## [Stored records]
-.-.-

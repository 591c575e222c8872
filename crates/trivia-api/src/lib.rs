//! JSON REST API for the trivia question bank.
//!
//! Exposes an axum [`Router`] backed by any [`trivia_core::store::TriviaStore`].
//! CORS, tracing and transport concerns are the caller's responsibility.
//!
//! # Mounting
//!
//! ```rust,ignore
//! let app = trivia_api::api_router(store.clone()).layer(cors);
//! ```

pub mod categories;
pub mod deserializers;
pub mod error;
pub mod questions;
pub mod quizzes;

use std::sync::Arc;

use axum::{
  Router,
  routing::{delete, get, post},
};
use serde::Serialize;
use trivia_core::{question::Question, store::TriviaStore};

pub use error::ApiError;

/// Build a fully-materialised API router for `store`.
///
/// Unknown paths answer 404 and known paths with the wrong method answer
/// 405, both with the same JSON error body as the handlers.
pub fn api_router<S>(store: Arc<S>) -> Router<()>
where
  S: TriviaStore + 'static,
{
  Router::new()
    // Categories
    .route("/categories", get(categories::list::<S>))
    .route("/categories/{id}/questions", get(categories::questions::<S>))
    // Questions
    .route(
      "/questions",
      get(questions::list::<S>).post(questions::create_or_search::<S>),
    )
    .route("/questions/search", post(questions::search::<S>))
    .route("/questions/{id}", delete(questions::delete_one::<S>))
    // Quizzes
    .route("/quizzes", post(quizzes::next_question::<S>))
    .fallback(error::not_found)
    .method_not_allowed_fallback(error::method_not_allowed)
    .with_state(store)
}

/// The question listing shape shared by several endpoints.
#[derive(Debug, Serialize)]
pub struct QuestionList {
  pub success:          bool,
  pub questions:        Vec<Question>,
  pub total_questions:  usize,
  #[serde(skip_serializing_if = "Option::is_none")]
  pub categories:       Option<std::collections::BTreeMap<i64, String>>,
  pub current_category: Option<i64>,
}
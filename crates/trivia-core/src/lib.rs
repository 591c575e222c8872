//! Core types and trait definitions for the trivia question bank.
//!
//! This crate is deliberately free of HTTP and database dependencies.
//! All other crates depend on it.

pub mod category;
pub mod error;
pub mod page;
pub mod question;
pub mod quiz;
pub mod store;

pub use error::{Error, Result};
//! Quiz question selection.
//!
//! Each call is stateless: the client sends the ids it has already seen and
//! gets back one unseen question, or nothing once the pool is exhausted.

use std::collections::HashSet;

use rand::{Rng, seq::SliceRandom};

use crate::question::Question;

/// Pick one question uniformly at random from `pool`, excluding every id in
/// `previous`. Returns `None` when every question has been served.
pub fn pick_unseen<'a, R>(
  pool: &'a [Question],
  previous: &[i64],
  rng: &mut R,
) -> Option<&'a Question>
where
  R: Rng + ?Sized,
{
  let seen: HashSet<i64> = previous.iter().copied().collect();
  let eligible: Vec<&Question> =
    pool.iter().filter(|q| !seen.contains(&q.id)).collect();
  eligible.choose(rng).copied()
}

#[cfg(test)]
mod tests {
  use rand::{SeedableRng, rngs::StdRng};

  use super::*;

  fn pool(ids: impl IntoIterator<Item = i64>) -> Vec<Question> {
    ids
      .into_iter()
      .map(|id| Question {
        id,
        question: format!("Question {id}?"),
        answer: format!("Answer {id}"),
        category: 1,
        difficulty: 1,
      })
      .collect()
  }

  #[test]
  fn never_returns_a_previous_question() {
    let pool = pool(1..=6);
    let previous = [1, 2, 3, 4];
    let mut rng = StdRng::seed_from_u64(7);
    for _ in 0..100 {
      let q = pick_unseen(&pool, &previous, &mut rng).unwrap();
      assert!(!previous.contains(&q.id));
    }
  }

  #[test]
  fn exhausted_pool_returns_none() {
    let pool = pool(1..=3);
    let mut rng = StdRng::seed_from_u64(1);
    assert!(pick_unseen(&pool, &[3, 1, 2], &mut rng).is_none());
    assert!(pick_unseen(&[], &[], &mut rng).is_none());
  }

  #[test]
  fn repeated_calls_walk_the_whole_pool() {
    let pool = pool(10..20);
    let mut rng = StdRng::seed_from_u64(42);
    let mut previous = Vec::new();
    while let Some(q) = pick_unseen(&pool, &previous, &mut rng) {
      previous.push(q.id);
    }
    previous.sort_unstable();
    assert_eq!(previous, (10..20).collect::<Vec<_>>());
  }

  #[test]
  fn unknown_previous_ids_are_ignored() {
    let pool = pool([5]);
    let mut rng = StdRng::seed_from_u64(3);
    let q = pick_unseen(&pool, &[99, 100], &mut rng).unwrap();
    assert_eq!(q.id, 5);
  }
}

-.-.-

## [Work required]
The task calls for all the records above to be repeated exactly.

## [Exercise result]
repository 591c575e222c8872
filename crates/trivia-api/src/lib.rs
//! JSON REST API for the trivia question bank.
//!
//! Exposes an axum [`Router`] backed by any [`trivia_core::store::TriviaStore`].
//! CORS, tracing and transport concerns are the caller's responsibility.
//!
//! # Mounting
//!
//! ```rust,ignore
//! let app = trivia_api::api_router(store.clone()).layer(cors);
//! ```

pub mod categories;
pub mod deserializers;
pub mod error;
pub mod questions;
pub mod quizzes;

use std::sync::Arc;

use axum::{
  Router,
  routing::{delete, get, post},
};
use serde::Serialize;
use trivia_core::{question::Question, store::TriviaStore};

pub use error::ApiError;

/// Build a fully-materialised API router for `store`.
///
/// Unknown paths answer 404 and known paths with the wrong method answer
/// 405, both with the same JSON error body as the handlers.
pub fn api_router<S>(store: Arc<S>) -> Router<()>
where
  S: TriviaStore + 'static,
{
  Router::new()
    // Categories
    .route("/categories", get(categories::list::<S>))
    .route("/categories/{id}/questions", get(categories::questions::<S>))
    // Questions
    .route(
      "/questions",
      get(questions::list::<S>).post(questions::create_or_search::<S>),
    )
    .route("/questions/search", post(questions::search::<S>))
    .route("/questions/{id}", delete(questions::delete_one::<S>))
    // Quizzes
    .route("/quizzes", post(quizzes::next_question::<S>))
    .fallback(error::not_found)
    .method_not_allowed_fallback(error::method_not_allowed)
    .with_state(store)
}

/// The question listing shape shared by several endpoints.
#[derive(Debug, Serialize)]
pub struct QuestionList {
  pub success:          bool,
  pub questions:        Vec<Question>,
  pub total_questions:  usize,
  #[serde(skip_serializing_if = "Option::is_none")]
  pub categories:       Option<std::collections::BTreeMap<i64, String>>,
  pub current_category: Option<i64>,
}
filename crates/trivia-core/src/lib.rs
repository 591c575e222c8872
//! Core types and trait definitions for the trivia question bank.
//!
//! This crate is deliberately free of HTTP and database dependencies.
//! All other crates depend on it.

pub mod category;
pub mod error;
pub mod page;
pub mod question;
pub mod quiz;
pub mod store;

pub use error::{Error, Result};
//! Quiz question selection.
//!
//! Each call is stateless: the client sends the ids it has already seen and
//! gets back one unseen question, or nothing once the pool is exhausted.

use std::collections::HashSet;

use rand::{Rng, seq::SliceRandom};

use crate::question::Question;

/// Pick one question uniformly at random from `pool`, excluding every id in
/// `previous`. Returns `None` when every question has been served.
pub fn pick_unseen<'a, R>(
  pool: &'a [Question],
  previous: &[i64],
  rng: &mut R,
) -> Option<&'a Question>
where
  R: Rng + ?Sized,
{
  let seen: HashSet<i64> = previous.iter().copied().collect();
  let eligible: Vec<&Question> =
    pool.iter().filter(|q| !seen.contains(&q.id)).collect();
  eligible.choose(rng).copied()
}

#[cfg(test)]
mod tests {
  use rand::{SeedableRng, rngs::StdRng};

  use super::*;

  fn pool(ids: impl IntoIterator<Item = i64>) -> Vec<Question> {
    ids
      .into_iter()
      .map(|id| Question {
        id,
        question: format!("Question {id}?"),
        answer: format!("Answer {id}"),
        category: 1,
        difficulty: 1,
      })
      .collect()
  }

  #[test]
  fn never_returns_a_previous_question() {
    let pool = pool(1..=6);
    let previous = [1, 2, 3, 4];
    let mut rng = StdRng::seed_from_u64(7);
    for _ in 0..100 {
      let q = pick_unseen(&pool, &previous, &mut rng).unwrap();
      assert!(!previous.contains(&q.id));
    }
  }

  #[test]
  fn exhausted_pool_returns_none() {
    let pool = pool(1..=3);
    let mut rng = StdRng::seed_from_u64(1);
    assert!(pick_unseen(&pool, &[3, 1, 2], &mut rng).is_none());
    assert!(pick_unseen(&[], &[], &mut rng).is_none());
  }

  #[test]
  fn repeated_calls_walk_the_whole_pool() {
    let pool = pool(10..20);
    let mut rng = StdRng::seed_from_u64(42);
    let mut previous = Vec::new();
    while let Some(q) = pick_unseen(&pool, &previous, &mut rng) {
      previous.push(q.id);
    }
    previous.sort_unstable();
    assert_eq!(previous, (10..20).collect::<Vec<_>>());
  }

  #[test]
  fn unknown_previous_ids_are_ignored() {
    let pool = pool([5]);
    let mut rng = StdRng::seed_from_u64(3);
    let q = pick_unseen(&pool, &[99, 100], &mut rng).unwrap();
    assert_eq!(q.id, 5);
  }
}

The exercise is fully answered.